Last month, we published a piece discussing why it is important for you to identify your key brand message. In this article, we discuss how ethical concerns are more important than ever in conversations surrounding PR and marketing — and what having a strong brand message has to do with it all. 

Recap: How important is identifying your key brand message as a startup

Why should you care?

You should care because people care now, more than ever. For the past few years, we’ve heard millennials get lambasted for killing various markets, from diamonds to fabric softener. However, it may be that millennials are murdering markets for a good cause.

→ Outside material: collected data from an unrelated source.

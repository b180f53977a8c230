//! Observability subsystem.
//!
//! # Data Flow
//! ```text
//! HTTP layer and decode router produce:
//!     → logging.rs (structured log events, request IDs via tower-http spans)
//!     → metrics.rs (counters, histograms)
//!
//! Consumers:
//!     → Log aggregation (stdout)
//!     → Metrics endpoint (Prometheus scrape, optional)
//! ```
//!
//! # Design Decisions
//! - Request ID flows through every span
//! - The plate API key is never recorded

pub mod logging;
pub mod metrics;
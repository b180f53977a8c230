//! Shutdown coordination for the decoder service.

use tokio::sync::broadcast;

/// Coordinator for graceful shutdown.
///
/// The HTTP server subscribes alongside the OS signal listeners; tests
/// trigger it directly instead of sending signals.
#[derive(Clone)]
pub struct Shutdown {
    tx: broadcast::Sender<()>,
}

impl Shutdown {
    pub fn new() -> Self {
        let (tx, _) = broadcast::channel(1);
        Self { tx }
    }

    /// Subscribe to the shutdown signal.
    pub fn subscribe(&self) -> broadcast::Receiver<()> {
        self.tx.subscribe()
    }

    /// Trigger the shutdown signal. Safe to call with no subscribers.
    pub fn trigger(&self) {
        let _ = self.tx.send(());
    }

    /// Number of tasks still waiting on the signal.
    pub fn receiver_count(&self) -> usize {
        self.tx.receiver_count()
    }
}

impl Default for Shutdown {
    fn default() -> Self {
        Self::new()
    }
}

According to Deloitte’s Global Millennial Survey, “about a third [of millennials surveyed] said they have stopped or lessened business relationships because of a company’s ethical behaviour, and more than a quarter of millennials said they’ve backed away from organisations because of their positions on political matters.” 

Considerations about ethics and social responsibility lie at the heart of the spending decisions of Gen Z and millennial consumers; if they disagree with a company’s ethical behaviour, they take their coin elsewhere. Yet, it isn’t enough to simply adopt the pet cause of the week and be done with it. Pepsi’s tone-deaf and widely-lampooned advertisement in 2017 demonstrates that consumers are savvy enough to know when brands are simply trying to cash in on “wokeness”. So here are a few things that brands need to consider before they adopt a cause.

Read more about how to market your brand to a millennial audience.

Know who you are

The foundation of cause-driven work done right is authenticity and consistency. This is where your key brand message comes in. When identifying your key brand message, ask yourself: What is most important to you and your brand? If you’ve put ample thought into establishing the identity of your brand, you should have a clear idea of what your brand stands for and supports.

Once you know what matters to you, take a step back and do your due research on the cause you want to back. Don’t hijack the discussion — take some time to find your brand’s place in the larger discourse. For example, P&G’s award-winning campaigns regarding anti-black racism in the US didn’t position the brand as an authority on the subject; rather, the short films facilitated a much-needed conversation. 

Most importantly, stick to it. Don’t show up at only one fundraising and call it a day. Demonstrate your brand’s dedication to the cause. This requires determination, and even a measure of risk for more controversial issues — but if you’ve done your thinking about what matters most to you and your brand, then you are already on the right track.

Read more about the role of PR ethics in reputation management.

Take a stand

Shallow considerations about social causes won’t cut it any longer – much less ignoring social issues entirely. However, if you’ve taken the time to consider your brand’s voice and identity, it will be less difficult to find a genuine cause to stand for – and people to stand with you.